* **Recorded data**:

----------

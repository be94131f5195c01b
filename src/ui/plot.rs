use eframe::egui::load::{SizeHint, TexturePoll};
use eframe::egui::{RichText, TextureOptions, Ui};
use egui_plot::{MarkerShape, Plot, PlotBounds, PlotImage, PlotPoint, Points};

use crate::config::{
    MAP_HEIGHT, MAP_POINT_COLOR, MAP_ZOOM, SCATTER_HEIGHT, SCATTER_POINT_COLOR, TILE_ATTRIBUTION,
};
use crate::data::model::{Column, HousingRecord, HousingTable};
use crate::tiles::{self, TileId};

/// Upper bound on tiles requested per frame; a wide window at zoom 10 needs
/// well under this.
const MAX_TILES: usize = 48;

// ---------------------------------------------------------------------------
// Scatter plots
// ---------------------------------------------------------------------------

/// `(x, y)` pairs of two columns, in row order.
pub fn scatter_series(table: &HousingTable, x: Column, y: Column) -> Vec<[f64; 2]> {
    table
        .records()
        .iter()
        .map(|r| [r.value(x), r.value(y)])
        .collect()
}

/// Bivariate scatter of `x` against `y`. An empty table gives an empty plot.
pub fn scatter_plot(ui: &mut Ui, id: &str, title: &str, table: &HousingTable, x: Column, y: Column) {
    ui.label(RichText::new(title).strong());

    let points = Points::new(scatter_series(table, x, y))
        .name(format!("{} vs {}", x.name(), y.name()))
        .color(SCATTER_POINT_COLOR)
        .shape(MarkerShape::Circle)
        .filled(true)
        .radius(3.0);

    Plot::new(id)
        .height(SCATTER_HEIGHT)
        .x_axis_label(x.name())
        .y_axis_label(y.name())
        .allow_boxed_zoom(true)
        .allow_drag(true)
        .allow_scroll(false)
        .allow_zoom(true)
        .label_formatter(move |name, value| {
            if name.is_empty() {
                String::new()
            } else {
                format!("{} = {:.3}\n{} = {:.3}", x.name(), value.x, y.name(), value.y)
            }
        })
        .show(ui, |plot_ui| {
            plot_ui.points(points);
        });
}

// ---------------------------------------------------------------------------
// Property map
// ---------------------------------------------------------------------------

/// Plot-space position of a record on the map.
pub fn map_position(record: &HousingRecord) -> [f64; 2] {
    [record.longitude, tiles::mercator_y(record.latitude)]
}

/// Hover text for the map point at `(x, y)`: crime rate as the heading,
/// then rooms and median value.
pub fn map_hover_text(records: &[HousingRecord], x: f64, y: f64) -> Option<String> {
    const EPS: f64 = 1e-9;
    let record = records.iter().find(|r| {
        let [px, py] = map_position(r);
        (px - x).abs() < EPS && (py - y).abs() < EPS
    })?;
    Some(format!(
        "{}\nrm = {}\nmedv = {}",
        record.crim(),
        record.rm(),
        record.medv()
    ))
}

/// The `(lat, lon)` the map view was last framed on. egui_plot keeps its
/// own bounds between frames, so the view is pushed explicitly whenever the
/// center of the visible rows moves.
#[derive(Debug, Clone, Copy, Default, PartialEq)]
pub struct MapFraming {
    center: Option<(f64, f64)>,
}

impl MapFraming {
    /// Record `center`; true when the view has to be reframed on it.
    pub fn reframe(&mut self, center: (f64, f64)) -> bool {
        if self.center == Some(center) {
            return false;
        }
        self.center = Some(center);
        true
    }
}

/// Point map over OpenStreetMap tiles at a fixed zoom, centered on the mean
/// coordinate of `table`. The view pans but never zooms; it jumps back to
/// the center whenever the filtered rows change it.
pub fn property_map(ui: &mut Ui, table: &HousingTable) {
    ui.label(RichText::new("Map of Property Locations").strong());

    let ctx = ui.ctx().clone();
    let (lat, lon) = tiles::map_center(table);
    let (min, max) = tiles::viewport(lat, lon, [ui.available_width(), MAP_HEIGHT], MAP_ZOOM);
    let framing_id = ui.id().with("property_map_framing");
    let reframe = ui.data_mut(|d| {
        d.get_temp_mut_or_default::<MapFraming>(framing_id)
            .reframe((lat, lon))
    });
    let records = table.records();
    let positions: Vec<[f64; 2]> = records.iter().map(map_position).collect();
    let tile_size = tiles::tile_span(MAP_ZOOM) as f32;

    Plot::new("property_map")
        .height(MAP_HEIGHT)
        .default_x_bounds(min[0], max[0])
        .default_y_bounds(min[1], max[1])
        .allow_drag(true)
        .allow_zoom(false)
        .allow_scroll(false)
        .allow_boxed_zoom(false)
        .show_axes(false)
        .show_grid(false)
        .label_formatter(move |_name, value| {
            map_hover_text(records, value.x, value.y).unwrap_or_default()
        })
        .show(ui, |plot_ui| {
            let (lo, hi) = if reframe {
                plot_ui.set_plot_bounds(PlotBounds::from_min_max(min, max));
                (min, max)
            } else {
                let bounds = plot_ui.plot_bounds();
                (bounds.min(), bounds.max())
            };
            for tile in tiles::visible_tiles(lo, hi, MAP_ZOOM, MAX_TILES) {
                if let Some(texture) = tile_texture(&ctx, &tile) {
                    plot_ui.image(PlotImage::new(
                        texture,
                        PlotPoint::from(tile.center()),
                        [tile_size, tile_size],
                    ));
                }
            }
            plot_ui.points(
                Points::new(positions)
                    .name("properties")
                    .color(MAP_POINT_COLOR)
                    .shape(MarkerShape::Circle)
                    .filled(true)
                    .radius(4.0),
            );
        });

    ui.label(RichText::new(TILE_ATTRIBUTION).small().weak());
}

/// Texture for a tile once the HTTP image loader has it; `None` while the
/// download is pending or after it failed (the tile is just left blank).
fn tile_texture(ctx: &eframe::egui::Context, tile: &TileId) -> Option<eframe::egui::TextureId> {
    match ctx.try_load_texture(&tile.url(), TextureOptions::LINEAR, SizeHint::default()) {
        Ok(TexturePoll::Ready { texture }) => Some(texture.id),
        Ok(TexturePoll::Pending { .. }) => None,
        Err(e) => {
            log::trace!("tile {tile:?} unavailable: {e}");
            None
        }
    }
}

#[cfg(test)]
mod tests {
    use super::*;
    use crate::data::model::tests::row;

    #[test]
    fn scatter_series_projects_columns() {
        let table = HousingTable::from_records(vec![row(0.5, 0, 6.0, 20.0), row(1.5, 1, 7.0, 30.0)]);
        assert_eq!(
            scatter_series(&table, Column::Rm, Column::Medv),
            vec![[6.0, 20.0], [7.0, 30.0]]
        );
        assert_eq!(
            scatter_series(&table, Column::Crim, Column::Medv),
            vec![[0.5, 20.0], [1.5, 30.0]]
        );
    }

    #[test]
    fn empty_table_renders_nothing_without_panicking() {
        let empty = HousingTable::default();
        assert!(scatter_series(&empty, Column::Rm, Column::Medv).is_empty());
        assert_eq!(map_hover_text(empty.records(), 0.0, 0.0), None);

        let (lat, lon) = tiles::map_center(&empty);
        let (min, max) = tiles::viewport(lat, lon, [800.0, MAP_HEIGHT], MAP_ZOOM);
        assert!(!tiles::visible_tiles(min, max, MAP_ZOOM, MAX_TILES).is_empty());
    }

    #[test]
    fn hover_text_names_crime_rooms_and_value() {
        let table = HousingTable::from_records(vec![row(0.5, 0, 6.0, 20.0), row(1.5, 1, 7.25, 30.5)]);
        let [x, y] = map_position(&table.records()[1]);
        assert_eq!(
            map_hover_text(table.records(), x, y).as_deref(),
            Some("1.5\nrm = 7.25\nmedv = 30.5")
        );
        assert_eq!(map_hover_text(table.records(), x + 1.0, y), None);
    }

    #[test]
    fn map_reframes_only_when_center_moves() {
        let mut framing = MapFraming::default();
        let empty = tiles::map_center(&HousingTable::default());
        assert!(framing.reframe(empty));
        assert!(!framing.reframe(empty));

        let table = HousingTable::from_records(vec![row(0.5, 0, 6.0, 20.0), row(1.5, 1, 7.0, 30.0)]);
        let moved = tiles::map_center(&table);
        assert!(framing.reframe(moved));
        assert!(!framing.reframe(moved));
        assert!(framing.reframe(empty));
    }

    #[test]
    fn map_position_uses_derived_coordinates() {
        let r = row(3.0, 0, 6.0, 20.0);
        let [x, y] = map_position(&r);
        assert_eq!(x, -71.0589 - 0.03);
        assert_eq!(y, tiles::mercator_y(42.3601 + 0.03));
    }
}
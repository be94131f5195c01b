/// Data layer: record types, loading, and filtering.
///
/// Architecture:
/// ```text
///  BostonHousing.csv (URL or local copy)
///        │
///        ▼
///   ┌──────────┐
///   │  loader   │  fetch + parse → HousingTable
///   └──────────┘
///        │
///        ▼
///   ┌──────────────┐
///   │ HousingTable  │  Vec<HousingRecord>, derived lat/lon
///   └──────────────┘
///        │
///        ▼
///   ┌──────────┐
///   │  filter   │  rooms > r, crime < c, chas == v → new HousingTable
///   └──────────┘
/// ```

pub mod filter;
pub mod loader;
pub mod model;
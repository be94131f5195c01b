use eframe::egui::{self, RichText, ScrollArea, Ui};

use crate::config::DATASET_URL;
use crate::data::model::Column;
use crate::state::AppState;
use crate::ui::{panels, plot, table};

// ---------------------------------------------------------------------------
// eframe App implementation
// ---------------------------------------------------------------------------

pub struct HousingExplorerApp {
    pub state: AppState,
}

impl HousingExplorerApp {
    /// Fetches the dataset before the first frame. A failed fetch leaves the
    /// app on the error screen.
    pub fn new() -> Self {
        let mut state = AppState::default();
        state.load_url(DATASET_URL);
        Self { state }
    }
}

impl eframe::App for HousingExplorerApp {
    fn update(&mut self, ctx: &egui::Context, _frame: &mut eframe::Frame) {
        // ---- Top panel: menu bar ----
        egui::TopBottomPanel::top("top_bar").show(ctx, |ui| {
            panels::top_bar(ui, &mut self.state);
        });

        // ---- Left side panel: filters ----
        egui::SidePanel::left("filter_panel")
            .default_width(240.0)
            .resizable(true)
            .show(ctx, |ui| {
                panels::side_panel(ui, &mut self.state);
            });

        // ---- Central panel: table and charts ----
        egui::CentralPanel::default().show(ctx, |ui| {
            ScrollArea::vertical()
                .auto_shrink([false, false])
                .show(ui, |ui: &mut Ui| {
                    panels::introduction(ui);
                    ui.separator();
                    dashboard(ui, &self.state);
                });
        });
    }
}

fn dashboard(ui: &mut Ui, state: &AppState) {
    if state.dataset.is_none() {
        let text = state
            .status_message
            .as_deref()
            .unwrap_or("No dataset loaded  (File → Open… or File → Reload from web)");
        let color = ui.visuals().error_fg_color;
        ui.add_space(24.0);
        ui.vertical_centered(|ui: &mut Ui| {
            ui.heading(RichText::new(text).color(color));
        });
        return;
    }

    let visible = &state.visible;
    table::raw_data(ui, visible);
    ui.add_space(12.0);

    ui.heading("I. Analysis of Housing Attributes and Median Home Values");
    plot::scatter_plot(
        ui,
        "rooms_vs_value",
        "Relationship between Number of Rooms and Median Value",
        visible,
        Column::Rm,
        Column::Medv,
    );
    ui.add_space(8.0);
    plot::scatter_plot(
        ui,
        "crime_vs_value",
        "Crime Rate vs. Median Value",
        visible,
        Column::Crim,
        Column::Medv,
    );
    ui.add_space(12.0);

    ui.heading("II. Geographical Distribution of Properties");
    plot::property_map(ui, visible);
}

----------

There is a line with "panels::top_bar(ui, &mut self.state);" and a line with "panels::side_panel(ui, &mut self.state);" above. Copy exactly those two lines and all lines between them, with nothing else.

* **Expected answer**:
            panels::top_bar(ui, &mut self.state);
        });

        // ---- Left side panel: filters ----
        egui::SidePanel::left("filter_panel")
            .default_width(240.0)
            .resizable(true)
            .show(ctx, |ui| {
                panels::side_panel(ui, &mut self.state);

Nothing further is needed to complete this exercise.